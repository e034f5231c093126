use std::path::MAIN_SEPARATOR;

fn is_separator(c: char) -> bool {
    c == '/' || c == MAIN_SEPARATOR
}

/// Converts a source file path into a dotted Python module name.
///
/// `root` is removed only when it is a literal prefix of `file`; no
/// normalization of `..`, symlinks or case happens. Empty segments are
/// dropped, so a leading separator never yields a leading dot.
///
/// ```
/// use pydocgen::file_to_module;
///
/// assert_eq!(file_to_module("/a/b/pkg/sub/mod.py", "/a/b/"), "pkg.sub.mod");
/// ```
pub fn file_to_module(file: &str, root: &str) -> String {
    let relative = file.strip_prefix(root).unwrap_or(file);
    let relative = relative.strip_suffix(".py").unwrap_or(relative);

    relative
        .split(is_separator)
        .filter(|segment| !segment.is_empty())
        .collect::<Vec<_>>()
        .join(".")
}
//! # pydocgen
//!
//! Generates one Markdown page per module of a Python package by driving
//! pydoc-markdown with a per-module configuration.

pub mod config;
pub mod engine;
pub mod error;
pub mod generate;
pub mod resolver;
pub mod session;

pub use config::{ConfigSource, EngineConfig};
pub use engine::{Context, DocEngine, ModuleInfo, PydocMarkdownCli};
pub use error::ConfigError;
pub use generate::{generate, GenerateOptions, GenerateReport};
pub use resolver::file_to_module;
pub use session::{LoadedConfig, Overrides, RenderSession};

#[cfg(test)]
mod tests;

_____

Copy all lines from the data above that contain the word "relative".

    let relative = file.strip_prefix(root).unwrap_or(file);
    let relative = relative.strip_suffix(".py").unwrap_or(relative);
    relative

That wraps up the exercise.